XRayCMS 1.1.1 - SQL Injection

EDB-ID:

18467


Author:

chap0

Type:

webapps


Platform:

PHP

Date:

2012-02-06


# Exploit Title: XRayCMS 1.1.1 SQL Injection Vulnerability
# Date: 2/5/2012
# Author: chap0
# Software Link: http://sourceforge.net/projects/xraycms/files/latest/download
# Version: 1.1.1
# Tested on: Ubuntu


XRay CMS is vulnerable to a SQL Injection attack which allows 
authentication bypass into the admins account. If a malicious 
user supplies ' or 1=1# into the applications user name field 
they will be logged into the applications admin account.

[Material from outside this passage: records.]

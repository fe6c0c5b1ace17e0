//! PostgreSQL-backed `ProjectRepository` implementation using Diesel ORM.
//!
//! Roles, memberships, statuses, milestones and work items go with their
//! project through `ON DELETE CASCADE`. Votes and history entries are keyed by
//! strings rather than foreign keys, so `delete` removes them in the same
//! transaction.

use async_trait::async_trait;
use diesel::prelude::*;
use diesel_async::scoped_futures::ScopedFutureExt;
use diesel_async::{AsyncConnection, RunQueryDsl};

use crate::domain::ports::{ProjectRepository, RepositoryError};
use crate::domain::{
    HistoryTarget, IssueId, NewProject, Project, ProjectId, StatusId, TaskId, UserId,
    UserStoryId, VoteTarget,
};

use super::diesel_helpers::{
    collect_rows, map_diesel_error, map_pool_error, parse_permissions, permission_names,
};
use super::models::{NewProjectRow, ProjectChangeset, ProjectRow};
use super::pool::DbPool;
use super::schema::{history_entries, issues, projects, tasks, user_stories, votes};

const ISSUE_VOTE_KIND: &str = VoteTarget::Issue(IssueId::new(0)).kind();

/// Diesel-backed implementation of the `ProjectRepository` port.
#[derive(Clone)]
pub struct DieselProjectRepository {
    pool: DbPool,
}

impl DieselProjectRepository {
    /// Create a repository over `pool`.
    pub fn new(pool: DbPool) -> Self {
        Self { pool }
    }
}

fn row_to_project(row: ProjectRow) -> Result<Project, RepositoryError> {
    Ok(Project {
        id: ProjectId::new(row.id),
        name: row.name,
        slug: row.slug,
        description: row.description,
        owner: UserId::new(row.owner_id),
        created_date: row.created_date,
        modified_date: row.modified_date,
        is_private: row.is_private,
        anon_permissions: parse_permissions(&row.anon_permissions),
        public_permissions: parse_permissions(&row.public_permissions),
        default_us_status: row.default_us_status_id.map(StatusId::new),
        default_issue_status: row.default_issue_status_id.map(StatusId::new),
        default_task_status: row.default_task_status_id.map(StatusId::new),
        total_story_points: row.total_story_points,
        total_milestones: row.total_milestones,
        creation_template: row.creation_template,
        tags: row.tags,
    })
}

#[async_trait]
impl ProjectRepository for DieselProjectRepository {
    async fn create(&self, project: NewProject) -> Result<Project, RepositoryError> {
        let mut conn = self.pool.get().await.map_err(map_pool_error)?;
        let row = NewProjectRow {
            name: &project.name,
            slug: &project.slug,
            description: &project.description,
            owner_id: project.owner.get(),
            created_date: project.created_date,
            modified_date: project.created_date,
            is_private: project.is_private,
            anon_permissions: permission_names(&project.anon_permissions),
            public_permissions: permission_names(&project.public_permissions),
            total_story_points: project.total_story_points,
            total_milestones: project.total_milestones,
            creation_template: &project.creation_template,
            tags: &project.tags,
        };
        let stored: ProjectRow = diesel::insert_into(projects::table)
            .values(&row)
            .returning(ProjectRow::as_returning())
            .get_result(&mut conn)
            .await
            .map_err(map_diesel_error)?;
        row_to_project(stored)
    }

    async fn find_by_id(&self, id: ProjectId) -> Result<Option<Project>, RepositoryError> {
        let mut conn = self.pool.get().await.map_err(map_pool_error)?;
        let row: Option<ProjectRow> = projects::table
            .find(id.get())
            .select(ProjectRow::as_select())
            .first(&mut conn)
            .await
            .optional()
            .map_err(map_diesel_error)?;
        row.map(row_to_project).transpose()
    }

    async fn find_by_slug(&self, slug: &str) -> Result<Option<Project>, RepositoryError> {
        let mut conn = self.pool.get().await.map_err(map_pool_error)?;
        let row: Option<ProjectRow> = projects::table
            .filter(projects::slug.eq(slug))
            .select(ProjectRow::as_select())
            .first(&mut conn)
            .await
            .optional()
            .map_err(map_diesel_error)?;
        row.map(row_to_project).transpose()
    }

    async fn list(&self) -> Result<Vec<Project>, RepositoryError> {
        let mut conn = self.pool.get().await.map_err(map_pool_error)?;
        let rows: Vec<ProjectRow> = projects::table
            .select(ProjectRow::as_select())
            .order_by(projects::id)
            .load(&mut conn)
            .await
            .map_err(map_diesel_error)?;
        collect_rows(rows, row_to_project)
    }

    async fn update(&self, project: &Project) -> Result<(), RepositoryError> {
        let mut conn = self.pool.get().await.map_err(map_pool_error)?;
        let changeset = ProjectChangeset {
            name: &project.name,
            slug: &project.slug,
            description: &project.description,
            owner_id: project.owner.get(),
            modified_date: project.modified_date,
            is_private: project.is_private,
            anon_permissions: permission_names(&project.anon_permissions),
            public_permissions: permission_names(&project.public_permissions),
            default_us_status_id: project.default_us_status.map(StatusId::get),
            default_issue_status_id: project.default_issue_status.map(StatusId::get),
            default_task_status_id: project.default_task_status.map(StatusId::get),
            total_story_points: project.total_story_points,
            total_milestones: project.total_milestones,
            creation_template: &project.creation_template,
            tags: &project.tags,
        };
        let updated = diesel::update(projects::table.find(project.id.get()))
            .set(&changeset)
            .execute(&mut conn)
            .await
            .map_err(map_diesel_error)?;
        if updated == 0 {
            return Err(RepositoryError::missing(format!("project {}", project.id)));
        }
        Ok(())
    }

    async fn delete(&self, id: ProjectId) -> Result<(), RepositoryError> {
        let mut conn = self.pool.get().await.map_err(map_pool_error)?;
        let deleted = conn
            .transaction(|conn| {
                async move {
                    let story_ids: Vec<i64> = user_stories::table
                        .filter(user_stories::project_id.eq(id.get()))
                        .select(user_stories::id)
                        .load(conn)
                        .await?;
                    let task_ids: Vec<i64> = tasks::table
                        .filter(tasks::project_id.eq(id.get()))
                        .select(tasks::id)
                        .load(conn)
                        .await?;
                    let issue_ids: Vec<i64> = issues::table
                        .filter(issues::project_id.eq(id.get()))
                        .select(issues::id)
                        .load(conn)
                        .await?;

                    let history_keys: Vec<String> = story_ids
                        .iter()
                        .map(|story| HistoryTarget::UserStory(UserStoryId::new(*story)).key())
                        .chain(
                            task_ids
                                .iter()
                                .map(|task| HistoryTarget::Task(TaskId::new(*task)).key()),
                        )
                        .chain(
                            issue_ids
                                .iter()
                                .map(|issue| HistoryTarget::Issue(IssueId::new(*issue)).key()),
                        )
                        .collect();
                    diesel::delete(
                        history_entries::table.filter(history_entries::key.eq_any(history_keys)),
                    )
                    .execute(conn)
                    .await?;

                    diesel::delete(
                        votes::table.filter(
                            votes::kind
                                .eq(VoteTarget::Project(id).kind())
                                .and(votes::object_id.eq(id.get())),
                        ),
                    )
                    .execute(conn)
                    .await?;
                    if !issue_ids.is_empty() {
                        diesel::delete(
                            votes::table.filter(
                                votes::kind
                                    .eq(ISSUE_VOTE_KIND)
                                    .and(votes::object_id.eq_any(issue_ids)),
                            ),
                        )
                        .execute(conn)
                        .await?;
                    }

                    diesel::delete(projects::table.find(id.get()))
                        .execute(conn)
                        .await
                }
                .scope_boxed()
            })
            .await
            .map_err(map_diesel_error)?;
        if deleted == 0 {
            return Err(RepositoryError::missing(format!("project {id}")));
        }
        Ok(())
    }

    async fn next_reference(&self, id: ProjectId) -> Result<i64, RepositoryError> {
        let mut conn = self.pool.get().await.map_err(map_pool_error)?;
        diesel::update(projects::table.find(id.get()))
            .set(projects::last_ref.eq(projects::last_ref + 1))
            .returning(projects::last_ref)
            .get_result::<i64>(&mut conn)
            .await
            .optional()
            .map_err(map_diesel_error)?
            .ok_or_else(|| RepositoryError::missing(format!("project {id}")))
    }
}
//! Feedback API handler.
//!
//! ```text
//! POST /api/v1/feedback {"comment":"..."}
//! ```

use actix_web::http::header::{HOST, HeaderMap, HeaderName, REFERER, USER_AGENT};
use actix_web::{HttpRequest, post, web};
use serde::{Deserialize, Serialize};
use utoipa::ToSchema;

use crate::domain::{Error, FeedbackContext, Requester};
use crate::inbound::http::ApiResult;
use crate::inbound::http::schemas::FeedbackBody;
use crate::inbound::http::state::HttpState;

#[derive(Debug, Deserialize, Serialize, ToSchema)]
pub struct FeedbackRequest {
    #[schema(example = "The backlog is lovely")]
    pub comment: String,
}

fn header(headers: &HeaderMap, name: HeaderName) -> Option<String> {
    headers
        .get(name)
        .and_then(|value| value.to_str().ok())
        .map(str::to_owned)
}

fn context(request: &HttpRequest) -> FeedbackContext {
    let headers = request.headers();
    FeedbackContext {
        host: header(headers, HOST),
        referer: header(headers, REFERER),
        user_agent: header(headers, USER_AGENT),
    }
}

/// Send feedback to the operators; the request's host, referer and user agent
/// travel with it.
#[utoipa::path(
    post,
    path = "/api/v1/feedback",
    request_body = FeedbackRequest,
    responses(
        (status = 200, description = "Feedback stored", body = FeedbackBody),
        (status = 400, description = "Empty comment or feedback disabled", body = Error),
        (status = 401, description = "Unauthorised", body = Error)
    ),
    tags = ["feedback"],
    operation_id = "sendFeedback"
)]
#[post("/feedback")]
pub async fn send_feedback(
    state: web::Data<HttpState>,
    requester: Requester,
    request: HttpRequest,
    payload: web::Json<FeedbackRequest>,
) -> ApiResult<web::Json<FeedbackBody>> {
    let entry = state
        .services
        .feedback
        .create(&requester, &payload.comment, &context(&request))
        .await?;
    Ok(web::Json(FeedbackBody::from(&entry)))
}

Jan 29, 2012 – Contacted Vendor No Response
Feb 05, 2012 – Public Disclosure

Since the vendor did not reply we attempted to create our own
fixes for this issue. The vulnerability exist in “login2.php” 
on lines 20 and 21.

17	if(!isset($_POST['username'])) header("Location: login.php?error_username");
18	if(!isset($_POST['password'])) header("Location: login.php?error_password");
19		
20	$user = $_POST['username'];
21	$pass = $_POST['password'];

If the lines 20 and 21 are changed to:

$user = mysql_real_escape_string($_POST['username']);
$pass = mysql_real_escape_string($_POST['password']);

This will prevent the sql injection from happening in the user name field.